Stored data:
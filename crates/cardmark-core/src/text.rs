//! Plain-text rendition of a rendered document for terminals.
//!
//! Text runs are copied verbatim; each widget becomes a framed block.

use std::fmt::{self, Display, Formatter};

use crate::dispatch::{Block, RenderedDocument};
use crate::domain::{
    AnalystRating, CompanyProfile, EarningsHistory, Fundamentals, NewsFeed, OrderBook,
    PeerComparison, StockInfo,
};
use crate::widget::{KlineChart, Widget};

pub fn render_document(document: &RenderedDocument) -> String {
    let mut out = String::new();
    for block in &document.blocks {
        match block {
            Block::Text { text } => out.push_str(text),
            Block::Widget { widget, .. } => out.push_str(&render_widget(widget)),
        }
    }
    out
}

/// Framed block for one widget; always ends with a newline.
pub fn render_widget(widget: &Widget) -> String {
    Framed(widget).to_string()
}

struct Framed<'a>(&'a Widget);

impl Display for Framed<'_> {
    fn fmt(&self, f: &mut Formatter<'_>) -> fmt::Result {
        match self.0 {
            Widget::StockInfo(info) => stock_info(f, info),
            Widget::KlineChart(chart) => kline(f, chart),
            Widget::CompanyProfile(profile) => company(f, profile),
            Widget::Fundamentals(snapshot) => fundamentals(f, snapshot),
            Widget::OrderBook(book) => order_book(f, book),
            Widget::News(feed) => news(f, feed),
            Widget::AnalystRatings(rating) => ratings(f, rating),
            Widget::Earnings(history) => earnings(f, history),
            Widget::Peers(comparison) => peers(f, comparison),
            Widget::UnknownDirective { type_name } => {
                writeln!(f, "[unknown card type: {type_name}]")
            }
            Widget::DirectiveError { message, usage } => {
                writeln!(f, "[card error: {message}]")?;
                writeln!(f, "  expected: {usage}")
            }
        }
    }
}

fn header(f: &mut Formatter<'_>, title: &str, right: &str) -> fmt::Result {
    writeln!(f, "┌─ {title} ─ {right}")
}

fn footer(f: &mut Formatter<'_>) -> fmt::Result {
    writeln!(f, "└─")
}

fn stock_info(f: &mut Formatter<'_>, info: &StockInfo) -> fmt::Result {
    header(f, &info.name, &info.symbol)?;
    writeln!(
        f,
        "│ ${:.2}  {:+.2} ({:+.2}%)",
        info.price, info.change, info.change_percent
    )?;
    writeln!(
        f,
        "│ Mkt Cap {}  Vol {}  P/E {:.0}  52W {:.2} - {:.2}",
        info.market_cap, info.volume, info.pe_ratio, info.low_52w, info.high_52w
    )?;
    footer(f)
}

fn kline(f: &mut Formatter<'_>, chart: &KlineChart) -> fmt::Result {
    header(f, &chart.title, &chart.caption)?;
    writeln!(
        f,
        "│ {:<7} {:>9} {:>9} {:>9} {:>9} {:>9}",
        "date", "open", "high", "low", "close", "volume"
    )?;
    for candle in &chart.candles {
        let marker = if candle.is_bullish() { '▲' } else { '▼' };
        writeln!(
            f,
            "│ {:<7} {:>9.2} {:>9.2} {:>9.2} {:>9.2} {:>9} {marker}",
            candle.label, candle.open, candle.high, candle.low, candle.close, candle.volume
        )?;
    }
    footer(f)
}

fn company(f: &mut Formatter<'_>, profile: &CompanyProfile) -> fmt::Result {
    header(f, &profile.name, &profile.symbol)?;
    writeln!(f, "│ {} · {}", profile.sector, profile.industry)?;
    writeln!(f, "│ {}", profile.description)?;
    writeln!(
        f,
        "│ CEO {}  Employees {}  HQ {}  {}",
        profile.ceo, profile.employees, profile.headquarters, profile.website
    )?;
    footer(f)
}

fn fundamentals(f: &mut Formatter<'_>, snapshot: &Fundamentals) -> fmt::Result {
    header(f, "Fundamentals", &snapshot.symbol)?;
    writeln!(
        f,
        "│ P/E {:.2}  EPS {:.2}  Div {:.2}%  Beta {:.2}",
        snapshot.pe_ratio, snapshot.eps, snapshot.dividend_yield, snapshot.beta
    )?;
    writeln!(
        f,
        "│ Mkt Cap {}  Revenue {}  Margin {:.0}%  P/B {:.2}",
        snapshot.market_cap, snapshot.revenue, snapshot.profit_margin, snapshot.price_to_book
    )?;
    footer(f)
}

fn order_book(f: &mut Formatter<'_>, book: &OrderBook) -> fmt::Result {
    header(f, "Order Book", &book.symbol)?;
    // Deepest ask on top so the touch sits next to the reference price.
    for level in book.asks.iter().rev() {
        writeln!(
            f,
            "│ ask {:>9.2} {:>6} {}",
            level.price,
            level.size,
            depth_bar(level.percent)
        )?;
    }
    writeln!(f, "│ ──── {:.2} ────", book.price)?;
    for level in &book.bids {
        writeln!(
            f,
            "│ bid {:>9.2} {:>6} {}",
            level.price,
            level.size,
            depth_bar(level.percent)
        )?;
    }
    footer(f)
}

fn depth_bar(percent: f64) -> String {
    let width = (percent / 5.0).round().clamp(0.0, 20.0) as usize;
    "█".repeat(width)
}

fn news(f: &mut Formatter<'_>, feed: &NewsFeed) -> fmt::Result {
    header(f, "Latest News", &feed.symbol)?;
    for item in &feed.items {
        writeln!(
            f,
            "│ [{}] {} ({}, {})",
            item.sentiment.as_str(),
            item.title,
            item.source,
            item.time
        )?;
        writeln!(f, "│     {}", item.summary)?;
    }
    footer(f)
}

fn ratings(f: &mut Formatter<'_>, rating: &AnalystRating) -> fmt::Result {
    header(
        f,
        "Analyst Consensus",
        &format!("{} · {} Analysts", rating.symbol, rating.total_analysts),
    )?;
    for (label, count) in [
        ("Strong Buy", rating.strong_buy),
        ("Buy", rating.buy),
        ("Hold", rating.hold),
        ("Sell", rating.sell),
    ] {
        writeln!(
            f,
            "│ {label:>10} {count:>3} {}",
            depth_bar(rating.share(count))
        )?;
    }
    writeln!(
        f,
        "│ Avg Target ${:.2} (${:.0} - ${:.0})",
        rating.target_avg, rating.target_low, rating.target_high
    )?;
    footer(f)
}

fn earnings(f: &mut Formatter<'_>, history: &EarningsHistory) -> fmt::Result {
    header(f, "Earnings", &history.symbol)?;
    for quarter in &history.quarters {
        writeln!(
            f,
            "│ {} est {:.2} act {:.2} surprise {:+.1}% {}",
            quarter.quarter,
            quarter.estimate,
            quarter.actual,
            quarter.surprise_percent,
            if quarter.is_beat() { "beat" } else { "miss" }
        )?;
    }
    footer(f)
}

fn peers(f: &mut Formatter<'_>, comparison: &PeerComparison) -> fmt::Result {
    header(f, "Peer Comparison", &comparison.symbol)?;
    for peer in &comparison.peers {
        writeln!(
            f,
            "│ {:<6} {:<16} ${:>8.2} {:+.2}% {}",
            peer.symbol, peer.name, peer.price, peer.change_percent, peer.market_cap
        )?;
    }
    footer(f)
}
---
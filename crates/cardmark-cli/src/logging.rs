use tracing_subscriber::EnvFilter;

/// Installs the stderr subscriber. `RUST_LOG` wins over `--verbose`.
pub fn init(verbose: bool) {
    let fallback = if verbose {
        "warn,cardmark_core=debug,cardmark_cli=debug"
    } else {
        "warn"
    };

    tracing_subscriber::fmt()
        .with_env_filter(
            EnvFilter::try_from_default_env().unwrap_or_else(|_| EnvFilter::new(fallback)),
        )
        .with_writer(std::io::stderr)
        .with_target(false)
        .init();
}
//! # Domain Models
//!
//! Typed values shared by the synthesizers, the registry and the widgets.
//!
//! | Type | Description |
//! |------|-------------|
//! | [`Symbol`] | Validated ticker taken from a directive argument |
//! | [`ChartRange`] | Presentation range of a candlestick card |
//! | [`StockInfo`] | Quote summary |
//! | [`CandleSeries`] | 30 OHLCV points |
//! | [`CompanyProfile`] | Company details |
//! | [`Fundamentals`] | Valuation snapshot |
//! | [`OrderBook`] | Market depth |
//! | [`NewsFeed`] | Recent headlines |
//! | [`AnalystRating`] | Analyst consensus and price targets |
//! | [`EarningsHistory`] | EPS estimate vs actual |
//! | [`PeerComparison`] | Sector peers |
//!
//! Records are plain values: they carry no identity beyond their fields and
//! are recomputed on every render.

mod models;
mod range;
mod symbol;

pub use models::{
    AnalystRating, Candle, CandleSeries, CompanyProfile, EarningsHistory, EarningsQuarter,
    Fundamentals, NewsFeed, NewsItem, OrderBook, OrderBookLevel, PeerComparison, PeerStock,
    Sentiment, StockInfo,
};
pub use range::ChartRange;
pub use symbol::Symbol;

ABOUT THIS TASK: Of the entries above, repeat exactly the lines from the line with "candlestick card |" through the line with "Valuation snapshot |", both of them included.

TASK RESULT:
//! | [`ChartRange`] | Presentation range of a candlestick card |
//! | [`StockInfo`] | Quote summary |
//! | [`CandleSeries`] | 30 OHLCV points |
//! | [`CompanyProfile`] | Company details |
//! | [`Fundamentals`] | Valuation snapshot |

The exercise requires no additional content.